Moral of the story? Maybe there is something to this "no hunting on Sunday" rule. I'll definitely think twice next time, I know that.

Little Dribblers

The irony of that description not withstanding, I felt like I needed to share with you all the coolness that was the "Little Dribblers" games put on last week. As I've mentioned before, basketball is huge here, and even the littlest of kids wants to play. So, it was decided that on Thursday and Friday, before afternoon parent/teacher conferences, we (and by "we" I mean one person, who really had plenty of other things to do already) would organize some games for the K-5th graders.
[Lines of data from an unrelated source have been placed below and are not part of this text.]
//! Filtering Tests
//!
//! Tests for tag filters and path filters. Filtered branches must not run
//! their context bodies at all.

use crate::common::*;
use nestrun::NoopListener;
use std::sync::Arc;

fn tagged_root(journal: Journal) -> RootContext {
    RootContext::new("root", move |ctx| {
        journal.push("root");
        ctx.test("untagged test", |_, ()| async {});
        ctx.test_with("tagged test", TestOptions::new().tag("single"), |_, ()| async {});
        let j = journal.clone();
        ctx.describe_with("tagged context", ContextOptions::new().tag("single"), move |ctx| {
            j.push("tagged context");
            ctx.test("test in tagged context", |_, ()| async {});
            ctx.describe("nested", |ctx| {
                ctx.test("deep test", |_, ()| async {});
            });
        });
        let j = journal.clone();
        ctx.describe("plain context", move |ctx| {
            j.push("plain context");
            ctx.test("plain test", |_, ()| async {});
        });
    })
}

// ============================================================================
// Tags
// ============================================================================

#[tokio::test]
async fn only_tagged_tests_and_contexts_run() {
    let journal = Journal::new();
    let suite = Suite::from_contexts(vec![tagged_root(journal.clone())]).unwrap();
    let result = suite.run(&tag_config("single")).await.unwrap();

    assert!(result.all_ok());
    assert_eq!(
        result_names(&result.tests),
        vec!["tagged test", "test in tagged context", "deep test"]
    );
    assert_eq!(journal.count("plain context"), 0);
    assert!(journal.count("tagged context") >= 1);
}

#[tokio::test]
async fn tagged_root_runs_everything() {
    let journal = Journal::new();
    let root = tagged_root(journal.clone()).with_tag("single");
    let suite = Suite::from_contexts(vec![root]).unwrap();
    let result = suite.run(&tag_config("single")).await.unwrap();

    assert!(result.all_ok());
    assert_eq!(result.tests.len(), 5);
    assert_eq!(journal.count("plain context"), 1);
}

#[tokio::test]
async fn unknown_tag_runs_nothing() {
    let suite = Suite::from_contexts(vec![typical_context()]).unwrap();
    let result = suite.run(&tag_config("nobody uses this")).await.unwrap();
    assert!(result.tests.is_empty());
    assert!(result.all_ok());
}

#[tokio::test]
async fn no_tag_runs_everything() {
    let journal = Journal::new();
    let suite = Suite::from_contexts(vec![tagged_root(journal)]).unwrap();
    let result = run(&suite).await;
    assert_eq!(result.tests.len(), 5);
}

// ============================================================================
// Paths
// ============================================================================

#[tokio::test]
async fn path_filter_runs_a_single_test() {
    let results = executed(discover(
        typical_context(),
        &filter_config("root context > test 1"),
        Arc::new(NoopListener),
    ));
    assert_eq!(test_names(&results), vec!["test 1"]);
    assert_eq!(context_names(&results.contexts), vec!["root context"]);
    results.await_all().await;
}

#[tokio::test]
async fn path_filter_rejecting_the_root_runs_nothing() {
    let journal = Journal::new();
    let results = executed(discover(
        tagged_root(journal.clone()),
        &filter_config("other root > untagged test"),
        Arc::new(NoopListener),
    ));
    assert!(results.tests.is_empty());
    assert!(results.contexts.is_empty());
    assert!(journal.entries().is_empty());
}

#[tokio::test]
async fn path_filter_selects_a_whole_context() {
    let results = executed(discover(
        typical_context(),
        &filter_config("root context > context 1"),
        Arc::new(NoopListener),
    ));
    assert_eq!(test_names(&results), vec!["context 1 test", "test 3"]);
    assert_eq!(
        context_names(&results.contexts),
        vec!["root context", "context 1", "context 2"]
    );
    results.await_all().await;
}

#[tokio::test]
async fn filter_reaches_a_deep_test_only() {
    let journal = Journal::new();
    let j = journal.clone();
    let suite = Suite::from_fn(move |ctx| {
        j.push("root");
        let j = j.clone();
        ctx.test("test 1", |_, ()| async {});
        ctx.describe("child", move |ctx| {
            j.push("child");
            ctx.test("test 2", |_, ()| async {});
            ctx.test("test 3", |_, ()| async {});
            ctx.test("test 4", |_, ()| async {});
        });
        ctx.describe("sibling", |ctx| {
            ctx.test("test 5", |_, ()| async {});
        });
    });

    let result = suite.run(&filter_config("root > child > test 4")).await.unwrap();
    assert_eq!(result_names(&result.tests), vec!["test 4"]);
    assert!(result.all_ok());
    assert_eq!(context_names(&result.contexts), vec!["root", "child"]);
    // one discovery pass, no replays
    assert_eq!(journal.count("root"), 1);
    assert_eq!(journal.count("child"), 1);
}

#[tokio::test]
async fn filter_from_environment_style_string() {
    let config = RunConfig::default()
        .apply_overrides(|key| (key == "NESTRUN_FILTER").then(|| "root context✔context 3✔test 4".to_string()))
        .unwrap();
    let results = executed(discover(typical_context(), &config, Arc::new(NoopListener)));
    assert_eq!(test_names(&results), vec!["test 4"]);
    results.await_all().await;
}
//! Resource scopes
//!
//! A scope collects cleanup closers and after-each callbacks registered by
//! context bodies and test bodies. Closers run LIFO; every closer and every
//! callback runs even when an earlier one fails, and the first failure is
//! the one reported.

use crate::outcome::{catch_body, catch_future, IntoOutcome};
use futures::future::BoxFuture;
use futures::FutureExt;
use nestrun_core::{FailureCause, TestDescription, TestResult};
use parking_lot::Mutex;
use std::fmt;
use std::future::Future;
use std::sync::Arc;
use tracing::debug;

type Closer = Box<dyn FnOnce() -> Result<(), FailureCause> + Send>;
type AfterEach =
    Arc<dyn Fn(TestDescription, TestResult) -> BoxFuture<'static, Result<(), FailureCause>> + Send + Sync>;

/// Registry of cleanups owned by one branch or one isolated test.
#[derive(Default)]
pub struct ResourceScope {
    closers: Mutex<Vec<Closer>>,
    after_each: Mutex<Vec<AfterEach>>,
}

impl ResourceScope {
    /// Create an empty scope.
    pub fn new() -> Self {
        Self::default()
    }

    /// Register `resource` and the closer that releases it.
    ///
    /// The resource is shared with the closer, which receives a reference to
    /// it when the scope is closed.
    pub fn auto_close<R, F, O>(&self, resource: R, closer: F) -> Arc<R>
    where
        R: Send + Sync + 'static,
        F: FnOnce(&R) -> O + Send + 'static,
        O: IntoOutcome,
    {
        let resource = Arc::new(resource);
        let handle = Arc::clone(&resource);
        self.closers
            .lock()
            .push(Box::new(move || catch_body(|| closer(&handle))));
        resource
    }

    /// Register a callback that runs after every test using this scope.
    pub fn after_each<F, Fut, O>(&self, callback: F)
    where
        F: Fn(TestDescription, TestResult) -> Fut + Send + Sync + 'static,
        Fut: Future<Output = O> + Send + 'static,
        O: IntoOutcome + 'static,
    {
        let callback: AfterEach = Arc::new(move |test: TestDescription, result: TestResult| {
            catch_future(callback(test, result)).boxed()
        });
        self.after_each.lock().push(callback);
    }

    /// Number of closers that have not run yet.
    pub fn pending_closers(&self) -> usize {
        self.closers.lock().len()
    }

    /// Run every registered closer in reverse registration order.
    ///
    /// Closers are removed from the scope, so a second call is a no-op.
    pub fn close_auto_closeables(&self) -> Result<(), FailureCause> {
        let closers = std::mem::take(&mut *self.closers.lock());
        let mut first_failure = None;
        for closer in closers.into_iter().rev() {
            if let Err(cause) = closer() {
                debug!(target: "nestrun::resources", error = %cause, "closer failed");
                first_failure.get_or_insert(cause);
            }
        }
        first_failure.map_or(Ok(()), Err)
    }

    /// Run every after-each callback with the test and its result.
    pub async fn call_after_each(
        &self,
        test: &TestDescription,
        result: &TestResult,
    ) -> Result<(), FailureCause> {
        let callbacks = self.after_each.lock().clone();
        let mut first_failure = None;
        for callback in callbacks {
            if let Err(cause) = callback(test.clone(), result.clone()).await {
                debug!(target: "nestrun::resources", test = %test, error = %cause, "after-each callback failed");
                first_failure.get_or_insert(cause);
            }
        }
        first_failure.map_or(Ok(()), Err)
    }
}

impl fmt::Debug for ResourceScope {
    fn fmt(&self, f: &mut fmt::Formatter<'_>) -> fmt::Result {
        f.debug_struct("ResourceScope")
            .field("closers", &self.closers.lock().len())
            .field("after_each", &self.after_each.lock().len())
            .finish()
    }
}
Thursday was the really little kids' turn, and let me tell you...more than one person made the comment that watching the Kindergarten kids play basketball was the most fun they've had in a while, definitely a highlight of the year. There wasn't much dribbling and even fewer made shots, but man was it fun to watch :-)

Kudos to those who came up with the idea and made it happen...it was just the thing to inject some good vibes into the building at a time when they were sorely needed. For this week....is testing week!